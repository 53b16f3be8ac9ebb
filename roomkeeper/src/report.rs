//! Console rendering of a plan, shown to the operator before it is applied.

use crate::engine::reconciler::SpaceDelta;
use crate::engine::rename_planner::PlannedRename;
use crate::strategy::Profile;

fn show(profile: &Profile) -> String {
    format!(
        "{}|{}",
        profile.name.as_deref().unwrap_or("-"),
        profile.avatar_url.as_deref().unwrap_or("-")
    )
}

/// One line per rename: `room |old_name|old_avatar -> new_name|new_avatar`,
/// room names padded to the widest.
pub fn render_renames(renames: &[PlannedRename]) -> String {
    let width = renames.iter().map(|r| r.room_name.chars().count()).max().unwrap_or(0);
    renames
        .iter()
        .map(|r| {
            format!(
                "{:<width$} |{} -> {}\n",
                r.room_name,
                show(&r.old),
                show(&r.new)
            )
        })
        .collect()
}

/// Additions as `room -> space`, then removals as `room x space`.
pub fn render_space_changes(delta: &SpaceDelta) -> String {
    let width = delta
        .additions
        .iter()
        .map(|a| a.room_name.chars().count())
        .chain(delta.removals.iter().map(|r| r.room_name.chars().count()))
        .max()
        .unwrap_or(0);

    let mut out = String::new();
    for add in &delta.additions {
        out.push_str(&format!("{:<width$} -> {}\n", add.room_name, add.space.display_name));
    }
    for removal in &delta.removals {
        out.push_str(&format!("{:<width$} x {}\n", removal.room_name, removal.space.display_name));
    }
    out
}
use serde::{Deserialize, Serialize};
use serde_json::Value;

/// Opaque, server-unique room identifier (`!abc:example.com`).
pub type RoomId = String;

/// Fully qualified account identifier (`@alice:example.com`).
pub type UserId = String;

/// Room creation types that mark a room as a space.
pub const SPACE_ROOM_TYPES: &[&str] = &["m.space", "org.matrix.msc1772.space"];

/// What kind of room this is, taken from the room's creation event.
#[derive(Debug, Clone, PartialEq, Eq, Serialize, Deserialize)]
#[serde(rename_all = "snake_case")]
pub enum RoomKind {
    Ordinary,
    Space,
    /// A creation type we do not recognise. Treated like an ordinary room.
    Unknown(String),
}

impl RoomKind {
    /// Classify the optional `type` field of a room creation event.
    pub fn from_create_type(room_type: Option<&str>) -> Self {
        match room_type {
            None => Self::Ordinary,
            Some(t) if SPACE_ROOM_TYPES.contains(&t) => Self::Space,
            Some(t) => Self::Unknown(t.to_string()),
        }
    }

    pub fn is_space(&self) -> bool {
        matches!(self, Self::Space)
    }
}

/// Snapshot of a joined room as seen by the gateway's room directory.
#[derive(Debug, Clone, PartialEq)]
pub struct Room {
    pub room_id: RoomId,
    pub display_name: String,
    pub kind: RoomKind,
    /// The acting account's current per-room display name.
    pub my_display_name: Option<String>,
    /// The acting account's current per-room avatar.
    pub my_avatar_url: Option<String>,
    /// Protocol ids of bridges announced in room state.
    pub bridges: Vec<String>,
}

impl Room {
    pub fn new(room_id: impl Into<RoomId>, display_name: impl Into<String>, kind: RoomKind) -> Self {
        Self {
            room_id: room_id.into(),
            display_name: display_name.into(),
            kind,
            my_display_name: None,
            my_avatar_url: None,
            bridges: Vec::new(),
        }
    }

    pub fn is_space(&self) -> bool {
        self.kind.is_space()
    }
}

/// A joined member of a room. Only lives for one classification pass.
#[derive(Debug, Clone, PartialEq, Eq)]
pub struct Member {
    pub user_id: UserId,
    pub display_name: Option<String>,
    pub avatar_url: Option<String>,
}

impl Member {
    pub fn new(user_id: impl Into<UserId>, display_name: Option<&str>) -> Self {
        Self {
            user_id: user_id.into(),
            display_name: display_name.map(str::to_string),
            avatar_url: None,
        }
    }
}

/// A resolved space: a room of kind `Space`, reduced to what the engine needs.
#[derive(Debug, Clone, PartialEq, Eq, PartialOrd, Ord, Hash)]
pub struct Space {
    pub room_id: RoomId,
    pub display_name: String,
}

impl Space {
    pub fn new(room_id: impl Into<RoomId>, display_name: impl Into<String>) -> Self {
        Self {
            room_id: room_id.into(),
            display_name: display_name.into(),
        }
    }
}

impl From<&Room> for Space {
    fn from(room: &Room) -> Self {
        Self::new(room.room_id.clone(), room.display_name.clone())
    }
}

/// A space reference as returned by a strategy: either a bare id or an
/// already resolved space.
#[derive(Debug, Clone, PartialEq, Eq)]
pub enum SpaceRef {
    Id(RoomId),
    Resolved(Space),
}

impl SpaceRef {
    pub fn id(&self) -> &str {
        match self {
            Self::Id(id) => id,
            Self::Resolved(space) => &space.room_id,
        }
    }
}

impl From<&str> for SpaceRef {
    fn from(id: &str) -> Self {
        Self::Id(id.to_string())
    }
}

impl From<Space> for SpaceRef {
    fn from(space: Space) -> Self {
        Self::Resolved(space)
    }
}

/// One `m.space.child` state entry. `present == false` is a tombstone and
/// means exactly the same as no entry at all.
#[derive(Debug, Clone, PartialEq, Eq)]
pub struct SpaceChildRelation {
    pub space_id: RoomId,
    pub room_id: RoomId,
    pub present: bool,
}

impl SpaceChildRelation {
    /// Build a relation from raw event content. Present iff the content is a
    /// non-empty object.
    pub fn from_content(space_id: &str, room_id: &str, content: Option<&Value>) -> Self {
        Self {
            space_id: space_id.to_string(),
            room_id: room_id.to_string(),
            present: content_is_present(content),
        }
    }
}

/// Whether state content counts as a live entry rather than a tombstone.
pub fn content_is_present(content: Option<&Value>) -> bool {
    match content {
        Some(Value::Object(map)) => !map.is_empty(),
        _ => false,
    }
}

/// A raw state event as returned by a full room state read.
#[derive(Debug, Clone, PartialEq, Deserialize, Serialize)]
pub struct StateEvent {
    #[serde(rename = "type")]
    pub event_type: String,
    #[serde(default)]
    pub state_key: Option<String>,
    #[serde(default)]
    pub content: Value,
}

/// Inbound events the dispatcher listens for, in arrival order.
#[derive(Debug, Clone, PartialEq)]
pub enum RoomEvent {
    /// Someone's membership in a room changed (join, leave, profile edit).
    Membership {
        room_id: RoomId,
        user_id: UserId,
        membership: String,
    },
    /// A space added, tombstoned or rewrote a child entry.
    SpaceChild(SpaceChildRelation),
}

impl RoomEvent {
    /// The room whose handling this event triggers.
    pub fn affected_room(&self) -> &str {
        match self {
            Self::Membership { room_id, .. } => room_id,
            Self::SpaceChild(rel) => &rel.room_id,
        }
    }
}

------------------------------

Exercise prompt
From the records above, pick out and copy each line holding the word "current".

Response
    /// The acting account's current per-room display name.
    /// The acting account's current per-room avatar.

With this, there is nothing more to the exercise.